INSTRUCTIONS FOR THE TASK -> Exactly as written, copy the lines that run from the start of the data below to the line containing "impl From<ScopedKind> for", both ends included.

DATA TO EXAMINE ->

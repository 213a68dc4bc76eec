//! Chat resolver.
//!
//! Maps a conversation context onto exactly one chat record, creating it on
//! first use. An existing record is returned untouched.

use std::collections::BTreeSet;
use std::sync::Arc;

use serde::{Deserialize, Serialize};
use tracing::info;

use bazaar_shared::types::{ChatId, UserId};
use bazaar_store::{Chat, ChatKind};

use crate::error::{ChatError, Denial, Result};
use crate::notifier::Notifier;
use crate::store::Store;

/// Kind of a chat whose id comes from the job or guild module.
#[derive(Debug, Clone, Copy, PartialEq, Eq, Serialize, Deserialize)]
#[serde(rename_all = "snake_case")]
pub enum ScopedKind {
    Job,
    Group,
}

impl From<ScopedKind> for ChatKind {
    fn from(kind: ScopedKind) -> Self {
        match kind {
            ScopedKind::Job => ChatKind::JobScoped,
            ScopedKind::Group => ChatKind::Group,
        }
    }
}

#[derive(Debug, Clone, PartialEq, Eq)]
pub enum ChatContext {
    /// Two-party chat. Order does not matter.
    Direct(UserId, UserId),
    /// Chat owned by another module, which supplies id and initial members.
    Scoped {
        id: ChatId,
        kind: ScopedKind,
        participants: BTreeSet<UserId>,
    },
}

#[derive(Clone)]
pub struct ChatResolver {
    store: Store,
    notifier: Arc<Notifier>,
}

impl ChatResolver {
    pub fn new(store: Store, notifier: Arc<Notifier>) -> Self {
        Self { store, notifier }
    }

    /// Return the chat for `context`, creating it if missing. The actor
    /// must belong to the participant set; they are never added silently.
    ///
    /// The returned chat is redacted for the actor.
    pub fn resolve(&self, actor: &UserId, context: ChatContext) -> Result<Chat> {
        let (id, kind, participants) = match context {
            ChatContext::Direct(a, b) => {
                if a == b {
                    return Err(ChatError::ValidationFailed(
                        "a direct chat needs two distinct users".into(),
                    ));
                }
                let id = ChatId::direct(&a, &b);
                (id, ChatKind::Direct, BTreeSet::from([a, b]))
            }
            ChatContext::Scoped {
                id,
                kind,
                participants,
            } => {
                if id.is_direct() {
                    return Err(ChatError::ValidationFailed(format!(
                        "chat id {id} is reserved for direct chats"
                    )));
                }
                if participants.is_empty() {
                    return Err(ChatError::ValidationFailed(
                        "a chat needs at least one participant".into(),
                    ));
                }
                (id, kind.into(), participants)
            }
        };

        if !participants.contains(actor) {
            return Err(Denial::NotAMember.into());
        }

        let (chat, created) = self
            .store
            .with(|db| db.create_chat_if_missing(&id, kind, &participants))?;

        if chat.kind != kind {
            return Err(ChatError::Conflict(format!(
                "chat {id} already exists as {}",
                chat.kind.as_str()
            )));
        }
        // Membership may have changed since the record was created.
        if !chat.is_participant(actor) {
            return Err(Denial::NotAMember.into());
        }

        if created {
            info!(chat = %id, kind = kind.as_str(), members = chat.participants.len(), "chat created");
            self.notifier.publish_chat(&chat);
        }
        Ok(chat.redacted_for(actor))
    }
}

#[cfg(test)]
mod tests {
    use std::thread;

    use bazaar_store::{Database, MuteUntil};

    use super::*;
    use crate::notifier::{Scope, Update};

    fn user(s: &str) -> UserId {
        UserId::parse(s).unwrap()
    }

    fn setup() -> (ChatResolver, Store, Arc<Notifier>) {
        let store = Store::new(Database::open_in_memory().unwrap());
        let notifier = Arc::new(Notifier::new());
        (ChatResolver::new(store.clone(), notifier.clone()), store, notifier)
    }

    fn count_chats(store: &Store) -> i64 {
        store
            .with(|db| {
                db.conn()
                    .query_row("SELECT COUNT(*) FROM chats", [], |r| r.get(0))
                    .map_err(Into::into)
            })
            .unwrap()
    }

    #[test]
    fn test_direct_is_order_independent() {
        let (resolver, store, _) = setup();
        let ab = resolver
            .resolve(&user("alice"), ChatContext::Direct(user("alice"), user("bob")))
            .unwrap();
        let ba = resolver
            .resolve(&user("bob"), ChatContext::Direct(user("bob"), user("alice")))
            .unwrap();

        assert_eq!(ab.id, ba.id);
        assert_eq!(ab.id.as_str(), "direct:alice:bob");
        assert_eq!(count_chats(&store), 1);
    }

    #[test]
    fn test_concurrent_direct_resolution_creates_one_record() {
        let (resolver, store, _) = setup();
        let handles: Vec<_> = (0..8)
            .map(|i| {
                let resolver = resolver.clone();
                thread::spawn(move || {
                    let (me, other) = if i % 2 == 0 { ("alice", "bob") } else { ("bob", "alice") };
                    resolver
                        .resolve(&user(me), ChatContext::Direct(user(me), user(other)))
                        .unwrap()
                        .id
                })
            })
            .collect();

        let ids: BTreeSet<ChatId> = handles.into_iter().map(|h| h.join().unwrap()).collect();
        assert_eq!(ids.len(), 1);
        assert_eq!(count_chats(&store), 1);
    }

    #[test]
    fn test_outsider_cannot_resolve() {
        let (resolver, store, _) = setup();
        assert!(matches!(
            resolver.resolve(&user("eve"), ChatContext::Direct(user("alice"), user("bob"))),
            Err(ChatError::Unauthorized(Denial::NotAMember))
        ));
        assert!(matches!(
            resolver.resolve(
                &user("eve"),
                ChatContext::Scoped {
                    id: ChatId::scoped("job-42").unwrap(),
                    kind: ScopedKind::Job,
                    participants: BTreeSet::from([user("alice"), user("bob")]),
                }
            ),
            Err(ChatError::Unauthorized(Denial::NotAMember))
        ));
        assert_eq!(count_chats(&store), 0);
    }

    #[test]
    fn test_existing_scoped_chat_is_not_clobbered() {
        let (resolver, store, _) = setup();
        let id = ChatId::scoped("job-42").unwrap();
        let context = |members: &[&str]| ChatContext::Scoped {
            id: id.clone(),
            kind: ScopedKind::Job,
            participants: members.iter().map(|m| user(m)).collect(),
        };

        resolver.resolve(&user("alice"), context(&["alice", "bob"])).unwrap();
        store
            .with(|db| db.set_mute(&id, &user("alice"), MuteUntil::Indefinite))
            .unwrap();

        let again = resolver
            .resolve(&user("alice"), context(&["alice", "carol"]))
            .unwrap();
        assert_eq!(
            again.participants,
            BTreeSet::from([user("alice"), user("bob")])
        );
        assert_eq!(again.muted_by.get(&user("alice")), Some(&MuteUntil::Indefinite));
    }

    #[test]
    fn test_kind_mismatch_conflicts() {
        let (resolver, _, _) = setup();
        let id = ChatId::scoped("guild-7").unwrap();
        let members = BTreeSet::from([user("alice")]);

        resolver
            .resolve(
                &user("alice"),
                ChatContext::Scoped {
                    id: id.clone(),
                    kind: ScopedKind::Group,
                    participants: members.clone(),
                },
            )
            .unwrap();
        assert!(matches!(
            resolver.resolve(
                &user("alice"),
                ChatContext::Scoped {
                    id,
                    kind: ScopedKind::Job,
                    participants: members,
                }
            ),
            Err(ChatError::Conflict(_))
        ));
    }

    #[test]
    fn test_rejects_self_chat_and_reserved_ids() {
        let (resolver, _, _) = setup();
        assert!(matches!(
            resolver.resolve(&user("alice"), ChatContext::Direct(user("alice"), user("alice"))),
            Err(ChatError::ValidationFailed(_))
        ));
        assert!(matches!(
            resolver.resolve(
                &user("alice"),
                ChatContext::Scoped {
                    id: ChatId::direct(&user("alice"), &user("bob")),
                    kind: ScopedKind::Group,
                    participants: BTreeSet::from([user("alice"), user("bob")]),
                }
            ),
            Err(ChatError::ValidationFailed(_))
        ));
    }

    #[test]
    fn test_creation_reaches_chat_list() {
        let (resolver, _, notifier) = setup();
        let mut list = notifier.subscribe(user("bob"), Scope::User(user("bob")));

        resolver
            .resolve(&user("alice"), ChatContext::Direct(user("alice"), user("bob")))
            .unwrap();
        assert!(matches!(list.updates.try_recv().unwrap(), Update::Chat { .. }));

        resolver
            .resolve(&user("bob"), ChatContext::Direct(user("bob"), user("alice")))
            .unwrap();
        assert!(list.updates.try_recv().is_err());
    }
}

RESULT OF THIS TASK ->
repository 213a68dc4bc76eec
//! Chat resolver.
//!
//! Maps a conversation context onto exactly one chat record, creating it on
//! first use. An existing record is returned untouched.

use std::collections::BTreeSet;
use std::sync::Arc;

use serde::{Deserialize, Serialize};
use tracing::info;

use bazaar_shared::types::{ChatId, UserId};
use bazaar_store::{Chat, ChatKind};

use crate::error::{ChatError, Denial, Result};
use crate::notifier::Notifier;
use crate::store::Store;

/// Kind of a chat whose id comes from the job or guild module.
#[derive(Debug, Clone, Copy, PartialEq, Eq, Serialize, Deserialize)]
#[serde(rename_all = "snake_case")]
pub enum ScopedKind {
    Job,
    Group,
}

impl From<ScopedKind> for ChatKind {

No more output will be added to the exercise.